Your objective ▸
Write out again, please, the records below from the first line to the line holding "#[derive(Debug, Clone, Copy, PartialEq, Eq, Hash, Default)]", inclusive, and nothing else.

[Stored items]
-=-=-

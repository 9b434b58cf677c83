//! Loadable status and the transition rules between states.

/// Lifecycle status of a [`crate::Loadable`].
///
/// `Wait` is left exactly once. `DependentLoading`, `CheckVersion` and
/// `Downloading` are sub-states of `Loading` that strategies report for
/// observability; the engine treats all four as "in progress".
#[derive(Debug, Clone, Copy, PartialEq, Eq, Hash, Default)]
pub enum LoadableStatus {
    /// Created, begin-load has not run yet.
    #[default]
    Wait,
    /// Begin-load has run and the strategy is being polled.
    Loading,
    /// Waiting on other resources before the payload can be produced.
    DependentLoading,
    /// Finished with a payload.
    SuccessToLoad,
    /// Finished with an error.
    FailedToLoad,
    /// Torn down and removed from its registry.
    Unloaded,
    /// Comparing a cached copy against the manifest.
    CheckVersion,
    /// Transferring bytes.
    Downloading,
}

impl LoadableStatus {
    /// Terminal: success, failure or unloaded.
    pub fn is_done(self) -> bool {
        matches!(
            self,
            LoadableStatus::SuccessToLoad | LoadableStatus::FailedToLoad | LoadableStatus::Unloaded
        )
    }

    /// `Loading` or one of its sub-states.
    pub fn is_loading(self) -> bool {
        matches!(
            self,
            LoadableStatus::Loading
                | LoadableStatus::DependentLoading
                | LoadableStatus::CheckVersion
                | LoadableStatus::Downloading
        )
    }

    pub fn is_success(self) -> bool {
        self == LoadableStatus::SuccessToLoad
    }

    pub fn is_failed(self) -> bool {
        self == LoadableStatus::FailedToLoad
    }

    /// Whether moving from `self` to `next` is a legal transition.
    pub fn can_transition_to(self, next: LoadableStatus) -> bool {
        use LoadableStatus::*;
        match (self, next) {
            (Wait, Loading) => true,
            (from, to) if from.is_loading() && to.is_loading() => true,
            (from, SuccessToLoad | FailedToLoad) => from.is_loading(),
            (Wait | Unloaded, Unloaded) => false,
            (_, Unloaded) => true,
            _ => false,
        }
    }
}
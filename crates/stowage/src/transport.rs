//! Network collaborators: file downloads and in-memory web requests.
//!
//! Both are polled by the strategies, never awaited. Real transports advance
//! on their own; `advance_all` exists so a synchronous load can push every
//! active transfer forward while it waits.

use std::path::PathBuf;

use stowage_core::alloc::HashMap;

/// A file download to start.
#[derive(Debug, Clone, PartialEq, Eq)]
pub struct DownloadRequest {
    pub url: String,
    pub destination: PathBuf,
    pub expected_size: u64,
    pub checksum: u32,
}

#[derive(Debug, Clone, Copy, PartialEq, Eq, Hash)]
pub struct DownloadId(pub u64);

/// Progress of a download.
#[derive(Debug, Clone, PartialEq, Eq)]
pub enum DownloadStatus {
    InProgress { downloaded_bytes: u64 },
    /// The file is at the request's destination.
    Completed,
    Failed(String),
}

/// Downloads bundles to disk.
pub trait DownloadTransport {
    fn begin_download(&mut self, request: DownloadRequest) -> DownloadId;

    fn status(&self, id: DownloadId) -> DownloadStatus;

    /// Forget a download once its result has been consumed or it is abandoned.
    fn dispose(&mut self, id: DownloadId);

    /// Move every active download forward one step.
    fn advance_all(&mut self);
}

#[derive(Debug, Clone, Copy, PartialEq, Eq, Hash)]
pub struct WebRequestId(pub u64);

/// Snapshot of a web request.
#[derive(Debug, Clone, Default, PartialEq)]
pub struct WebPoll {
    pub progress: f32,
    pub error: Option<String>,
    pub done: bool,
}

/// Fetches bodies into memory.
pub trait WebTransport {
    fn send(&mut self, url: &str) -> WebRequestId;

    fn poll(&self, id: WebRequestId) -> WebPoll;

    /// Take the body of a finished request.
    fn take_body(&mut self, id: WebRequestId) -> Option<Vec<u8>>;

    /// Release the request's resources. Called on every exit path.
    fn dispose(&mut self, id: WebRequestId);

    /// Move every active request forward one step.
    fn advance_all(&mut self);
}

/// Transport used when no network is configured: every transfer fails.
#[derive(Debug, Default)]
pub struct OfflineTransport {
    next_id: u64,
    urls: HashMap<u64, String>,
}

impl OfflineTransport {
    pub fn new() -> Self {
        Self::default()
    }

    fn track(&mut self, url: &str) -> u64 {
        let id = self.next_id;
        self.next_id += 1;
        self.urls.insert(id, url.to_string());
        id
    }

    /// Transfers that have not been disposed yet.
    pub fn live_count(&self) -> usize {
        self.urls.len()
    }

    fn failure(&self, id: u64) -> String {
        match self.urls.get(&id) {
            Some(url) => format!("no network transport configured for {}", url),
            None => "unknown transfer".to_string(),
        }
    }
}

impl DownloadTransport for OfflineTransport {
    fn begin_download(&mut self, request: DownloadRequest) -> DownloadId {
        DownloadId(self.track(&request.url))
    }

    fn status(&self, id: DownloadId) -> DownloadStatus {
        DownloadStatus::Failed(self.failure(id.0))
    }

    fn dispose(&mut self, id: DownloadId) {
        self.urls.remove(&id.0);
    }

    fn advance_all(&mut self) {}
}

impl WebTransport for OfflineTransport {
    fn send(&mut self, url: &str) -> WebRequestId {
        WebRequestId(self.track(url))
    }

    fn poll(&self, id: WebRequestId) -> WebPoll {
        WebPoll {
            progress: 0.0,
            error: Some(self.failure(id.0)),
            done: true,
        }
    }

    fn take_body(&mut self, _id: WebRequestId) -> Option<Vec<u8>> {
        None
    }

    fn dispose(&mut self, id: WebRequestId) {
        self.urls.remove(&id.0);
    }

    fn advance_all(&mut self) {}
}
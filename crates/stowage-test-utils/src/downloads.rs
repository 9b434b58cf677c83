//! Scripted download transport.

use std::sync::Arc;

use parking_lot::Mutex;
use stowage::{DownloadId, DownloadRequest, DownloadStatus, DownloadTransport};
use stowage_core::alloc::HashMap;

/// How a download to one URL behaves.
#[derive(Debug, Clone)]
pub struct DownloadScript {
    /// Advances needed before the transfer finishes.
    pub steps: u32,
    /// `Some` makes the transfer fail with this message once finished.
    pub error: Option<String>,
    /// Written to the request's destination on success.
    pub body: Option<Vec<u8>>,
}

impl Default for DownloadScript {
    fn default() -> Self {
        Self::succeed_after(0)
    }
}

impl DownloadScript {
    pub fn succeed_after(steps: u32) -> Self {
        Self {
            steps,
            error: None,
            body: None,
        }
    }

    pub fn fail_after(steps: u32, error: impl Into<String>) -> Self {
        Self {
            steps,
            error: Some(error.into()),
            body: None,
        }
    }

    /// Write `body` to disk when the transfer succeeds.
    pub fn with_body(mut self, body: impl Into<Vec<u8>>) -> Self {
        self.body = Some(body.into());
        self
    }

    /// Never finishes.
    pub fn stall() -> Self {
        Self::succeed_after(u32::MAX)
    }
}

#[derive(Debug)]
struct Transfer {
    request: DownloadRequest,
    script: DownloadScript,
    advanced: u32,
    written: bool,
    disposed: bool,
}

impl Transfer {
    fn is_finished(&self) -> bool {
        self.advanced >= self.script.steps
    }

    fn advance(&mut self) {
        if !self.is_finished() {
            self.advanced += 1;
        }
        if self.is_finished() && self.script.error.is_none() && !self.written {
            self.written = true;
            if let Some(body) = &self.script.body {
                if let Some(parent) = self.request.destination.parent() {
                    let _ = std::fs::create_dir_all(parent);
                }
                let _ = std::fs::write(&self.request.destination, body);
            }
        }
    }

    fn status(&self) -> DownloadStatus {
        if !self.is_finished() {
            let downloaded_bytes = if self.script.steps == 0 {
                0
            } else {
                self.request.expected_size * u64::from(self.advanced) / u64::from(self.script.steps)
            };
            return DownloadStatus::InProgress { downloaded_bytes };
        }
        match &self.script.error {
            Some(error) => DownloadStatus::Failed(error.clone()),
            None => DownloadStatus::Completed,
        }
    }
}

#[derive(Debug, Default)]
struct State {
    scripts: HashMap<String, DownloadScript>,
    transfers: Vec<Transfer>,
    auto_advance: bool,
}

/// Download transport driven by per-URL scripts.
///
/// Unscripted URLs succeed immediately. Transfers only move when
/// [`ScriptedDownloads::advance`] (or the transport's `advance_all`) is
/// called, unless auto-advance is on.
#[derive(Debug, Clone, Default)]
pub struct ScriptedDownloads {
    state: Arc<Mutex<State>>,
}

impl ScriptedDownloads {
    pub fn new() -> Self {
        Self::default()
    }

    /// Advance every transfer one step on each status poll.
    pub fn auto_advance(self) -> Self {
        self.state.lock().auto_advance = true;
        self
    }

    pub fn script(&self, url: impl Into<String>, script: DownloadScript) {
        self.state.lock().scripts.insert(url.into(), script);
    }

    /// Move every unfinished transfer forward one step.
    pub fn advance(&self) {
        for transfer in &mut self.state.lock().transfers {
            transfer.advance();
        }
    }

    /// Number of transfers started.
    pub fn begin_count(&self) -> usize {
        self.state.lock().transfers.len()
    }

    pub fn begin_count_for(&self, url: &str) -> usize {
        self.state
            .lock()
            .transfers
            .iter()
            .filter(|t| t.request.url == url)
            .count()
    }

    pub fn dispose_count(&self) -> usize {
        self.state
            .lock()
            .transfers
            .iter()
            .filter(|t| t.disposed)
            .count()
    }

    /// Every request passed to `begin_download`, in order.
    pub fn requests(&self) -> Vec<DownloadRequest> {
        self.state
            .lock()
            .transfers
            .iter()
            .map(|t| t.request.clone())
            .collect()
    }
}

impl DownloadTransport for ScriptedDownloads {
    fn begin_download(&mut self, request: DownloadRequest) -> DownloadId {
        let mut state = self.state.lock();
        let script = state.scripts.get(&request.url).cloned().unwrap_or_default();
        let mut transfer = Transfer {
            request,
            script,
            advanced: 0,
            written: false,
            disposed: false,
        };
        if transfer.script.steps == 0 {
            transfer.advance();
        }
        state.transfers.push(transfer);
        DownloadId(state.transfers.len() as u64 - 1)
    }

    fn status(&self, id: DownloadId) -> DownloadStatus {
        let mut state = self.state.lock();
        let auto_advance = state.auto_advance;
        match state.transfers.get_mut(id.0 as usize) {
            Some(transfer) => {
                if auto_advance {
                    transfer.advance();
                }
                transfer.status()
            }
            None => DownloadStatus::Failed(format!("unknown download {}", id.0)),
        }
    }

    fn dispose(&mut self, id: DownloadId) {
        if let Some(transfer) = self.state.lock().transfers.get_mut(id.0 as usize) {
            transfer.disposed = true;
        }
    }

    fn advance_all(&mut self) {
        self.advance();
    }
}
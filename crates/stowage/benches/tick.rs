//! Benchmarks for request coalescing and the per-frame tick.

use criterion::{BenchmarkId, Criterion, Throughput, black_box, criterion_group, criterion_main};
use stowage::prelude::*;

fn cache_with_assets(count: usize) -> (ResourceCache, Vec<String>) {
    let mut manifest = Manifest::new();
    let mut reader = MemoryReader::new();
    let paths: Vec<String> = (0..count).map(|i| format!("data/{}.txt", i)).collect();
    for path in &paths {
        manifest.add_asset(path.as_str());
        reader.insert(path, "payload");
    }
    let cache = ResourceCache::new()
        .with_resolver(manifest)
        .with_reader(reader);
    (cache, paths)
}

fn bench_async_load_and_tick(c: &mut Criterion) {
    let mut group = c.benchmark_group("async_load_and_tick");

    for size in [10, 100, 1000] {
        group.throughput(Throughput::Elements(size as u64));

        group.bench_with_input(BenchmarkId::from_parameter(size), &size, |b, &size| {
            b.iter_batched(
                || cache_with_assets(size),
                |(mut cache, paths)| {
                    for path in &paths {
                        let _ = cache.load_asset_async::<String>(path, None);
                    }
                    cache.tick();
                    black_box(cache.len())
                },
                criterion::BatchSize::SmallInput,
            );
        });
    }

    group.finish();
}

fn bench_coalesced_requests(c: &mut Criterion) {
    let (mut cache, paths) = cache_with_assets(1);
    let path = &paths[0];
    let Ok(handle) = cache.load_asset::<String>(path) else {
        return;
    };

    c.bench_function("coalesced_request", |b| {
        b.iter(|| {
            let again = cache.load_asset_async::<String>(black_box(path), None);
            if let Ok(again) = again {
                cache.release(again);
            }
        });
    });

    cache.release(handle);
}

fn bench_release_and_reclaim(c: &mut Criterion) {
    let mut group = c.benchmark_group("release_and_reclaim");

    for size in [10, 100, 1000] {
        group.throughput(Throughput::Elements(size as u64));

        group.bench_with_input(BenchmarkId::from_parameter(size), &size, |b, &size| {
            b.iter_batched(
                || {
                    let (mut cache, paths) = cache_with_assets(size);
                    let handles: Vec<_> = paths
                        .iter()
                        .filter_map(|path| cache.load_asset::<String>(path).ok())
                        .collect();
                    (cache, handles)
                },
                |(mut cache, handles)| {
                    for handle in handles {
                        cache.release(handle);
                    }
                    cache.tick();
                    black_box(cache.is_empty())
                },
                criterion::BatchSize::SmallInput,
            );
        });
    }

    group.finish();
}

criterion_group!(
    benches,
    bench_async_load_and_tick,
    bench_coalesced_requests,
    bench_release_and_reclaim
);
criterion_main!(benches);
//! Key to instance maps.
//!
//! Assets are cached by path and bundles by hash-qualified name, so two
//! versions of one bundle are distinct instances. The mount table holds the
//! archive currently mounted for each bare bundle name.

use stowage_core::alloc::HashMap;

use crate::handle::LoadableId;
use crate::loadable::ResourceKind;
use crate::mount::MountTable;

#[derive(Debug, Default)]
pub struct Registry {
    assets: HashMap<String, LoadableId>,
    bundles: HashMap<String, LoadableId>,
    pub(crate) mounts: MountTable,
}

impl Registry {
    pub fn new() -> Self {
        Self::default()
    }

    pub fn asset(&self, path: &str) -> Option<LoadableId> {
        self.assets.get(path).copied()
    }

    pub fn bundle(&self, name_with_hash: &str) -> Option<LoadableId> {
        self.bundles.get(name_with_hash).copied()
    }

    pub fn mounts(&self) -> &MountTable {
        &self.mounts
    }

    pub(crate) fn insert(&mut self, kind: &ResourceKind, key: &str, id: LoadableId) {
        self.map_mut(kind).insert(key.to_string(), id);
    }

    /// Remove `key` if it still maps to `id`.
    pub(crate) fn remove(&mut self, kind: &ResourceKind, key: &str, id: LoadableId) -> bool {
        let map = self.map_mut(kind);
        if map.get(key) != Some(&id) {
            return false;
        }
        map.remove(key);
        true
    }

    pub fn asset_count(&self) -> usize {
        self.assets.len()
    }

    pub fn bundle_count(&self) -> usize {
        self.bundles.len()
    }

    fn map_mut(&mut self, kind: &ResourceKind) -> &mut HashMap<String, LoadableId> {
        match kind {
            ResourceKind::Asset { .. } => &mut self.assets,
            ResourceKind::Bundle { .. } => &mut self.bundles,
        }
    }
}
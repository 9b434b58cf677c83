//! Instance lifecycle: load, complete, release and unload.
//!
//! Every `load` retains one reference and queues one in-flight entry.
//! Completing a failed load gives that reference back, so a failed request
//! never leaks a count.

use std::mem;

use stowage_core::profiling::profile_function;

use crate::cache::ResourceCache;
use crate::error::{LoadError, LoadResult};
use crate::event::LoadEvent;
use crate::handle::LoadableId;
use crate::loadable::Payload;
use crate::status::LoadableStatus;
use crate::strategy::{LoadContext, LoadStrategy};

impl ResourceCache {
    /// Run a strategy hook against one instance.
    fn drive<R>(
        &mut self,
        id: LoadableId,
        hook: impl FnOnce(&mut dyn LoadStrategy, &mut LoadContext<'_>) -> R,
    ) -> Option<R> {
        let loadable = self.loadables.try_get_mut(id.0)?;
        let mut ctx = LoadContext {
            key: &loadable.key,
            location: &loadable.location,
            kind: &loadable.kind,
            state: &mut loadable.state,
            backends: &mut self.backends,
            mounts: &mut self.registry.mounts,
            config: &self.config,
        };
        Some(hook(loadable.strategy.as_mut(), &mut ctx))
    }

    /// Retain one reference and queue the request; the first request starts the load.
    pub(crate) fn load(&mut self, id: LoadableId) {
        let frame = self.scheduler.frame;
        let Some(loadable) = self.loadables.try_get_mut(id.0) else {
            return;
        };

        let started = loadable.status() != LoadableStatus::Wait;
        if started && loadable.reference.unused() {
            self.scheduler.resurrect(id);
        }
        loadable.reference.retain();
        self.scheduler.enqueue(id);

        if started {
            tracing::trace!(
                "Reuse {} {} ({} references)",
                loadable.kind.name(),
                loadable.file_name(),
                loadable.reference.count()
            );
            return;
        }

        tracing::info!("Load {} {}.", loadable.kind.name(), loadable.file_name());
        loadable.begin(frame);
        self.drive(id, |strategy, ctx| strategy.begin_load(ctx));
    }

    /// Poll the strategy of an in-flight instance.
    pub(crate) fn update(&mut self, id: LoadableId) {
        let in_flight = self
            .loadables
            .try_get(id.0)
            .is_some_and(|loadable| loadable.status().is_loading());
        if in_flight {
            self.drive(id, |strategy, ctx| strategy.poll_tick(ctx));
        }
    }

    /// Deliver a finished request: timing, failure release, callbacks and events.
    pub(crate) fn complete(&mut self, id: LoadableId) {
        let frame = self.scheduler.frame;
        let Some(loadable) = self.loadables.try_get_mut(id.0) else {
            return;
        };
        if loadable.status() == LoadableStatus::Unloaded {
            return;
        }

        let first = loadable.record_completion(frame);
        let listeners = mem::take(&mut loadable.listeners);
        let failed = loadable.status().is_failed();

        if first {
            let event = if failed {
                LoadEvent::Failed {
                    id,
                    key: loadable.key.clone(),
                    error: loadable.error().unwrap_or_default().to_string(),
                }
            } else {
                LoadEvent::Loaded {
                    id,
                    key: loadable.key.clone(),
                }
            };
            self.events.push(event);
        }

        if failed {
            tracing::error!(
                "Unable to load {} {} with error: {}",
                loadable.kind.name(),
                loadable.file_name(),
                loadable.error().unwrap_or_default()
            );
            if loadable.reference.count() > 0 {
                self.release_id(id);
            }
        } else if first {
            tracing::debug!(
                "Loaded {} {} in {:?} ({} frames)",
                loadable.kind.name(),
                loadable.file_name(),
                loadable.elapsed().unwrap_or_default(),
                loadable.frames().unwrap_or_default()
            );
        }

        if let Some(loadable) = self.loadables.try_get(id.0) {
            for listener in listeners {
                listener(loadable);
            }
        }
    }

    /// Give back one reference. At zero the instance is queued for reclamation.
    pub(crate) fn release_id(&mut self, id: LoadableId) -> bool {
        let Some(loadable) = self.loadables.try_get_mut(id.0) else {
            tracing::warn!("Release of a resource that is no longer cached");
            return false;
        };

        if !loadable.reference.release() {
            tracing::warn!(
                "Release {} {} with no outstanding references",
                loadable.kind.name(),
                loadable.file_name()
            );
            return false;
        }

        if loadable.reference.unused() {
            tracing::debug!("{} {} is unused", loadable.kind.name(), loadable.file_name());
            loadable.listeners.clear();
            loadable.strategy.on_unused();
            self.scheduler.mark_unused(id);
        }
        true
    }

    /// Tear the instance down and forget it.
    pub(crate) fn unload(&mut self, id: LoadableId) {
        profile_function!();
        let Some(mut loadable) = self.loadables.try_remove(id.0) else {
            return;
        };
        if loadable.status() == LoadableStatus::Unloaded {
            return;
        }

        tracing::info!("Unload {} {}.", loadable.kind.name(), loadable.file_name());
        loadable.strategy.teardown(&mut self.backends);

        if let Some(Payload::Archive(archive)) = loadable.state.take_payload() {
            self.backends.mounter.unmount(archive, true);
            if let Some(descriptor) = loadable.kind.descriptor() {
                self.registry.mounts.remove_if(&descriptor.name, archive);
            }
        }

        loadable.state.mark_unloaded();
        self.registry.remove(&loadable.kind, &loadable.key, id);
        self.events.push(LoadEvent::Unloaded {
            id,
            key: loadable.key,
        });
    }

    /// Force the request to a terminal state now and deliver it.
    ///
    /// On success the caller keeps the reference retained by `load`. On
    /// failure that reference has already been released.
    pub(crate) fn load_immediate(&mut self, id: LoadableId) -> LoadResult<()> {
        profile_function!();
        let Some(result) = self.drive(id, |strategy, ctx| {
            if ctx.is_done() {
                Ok(())
            } else {
                strategy.load_immediate(ctx)
            }
        }) else {
            return Err(LoadError::InvalidHandle);
        };

        if let Err(e) = result {
            self.scheduler.withdraw(id);
            self.release_id(id);
            return Err(e);
        }

        if !self.is_done(id) {
            self.drive(id, |_, ctx| ctx.fail_stalled());
        }

        self.scheduler.withdraw(id);
        self.complete(id);

        match self.loadables.try_get(id.0) {
            Some(loadable) if loadable.status().is_failed() => Err(LoadError::Failed {
                key: loadable.key.clone(),
                message: loadable.error().unwrap_or_default().to_string(),
            }),
            Some(_) => Ok(()),
            None => Err(LoadError::InvalidHandle),
        }
    }
}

-=-=-

Task answer ▸
repository 9b434b58cf677c83
//! Loadable status and the transition rules between states.

/// Lifecycle status of a [`crate::Loadable`].
///
/// `Wait` is left exactly once. `DependentLoading`, `CheckVersion` and
/// `Downloading` are sub-states of `Loading` that strategies report for
/// observability; the engine treats all four as "in progress".
#[derive(Debug, Clone, Copy, PartialEq, Eq, Hash, Default)]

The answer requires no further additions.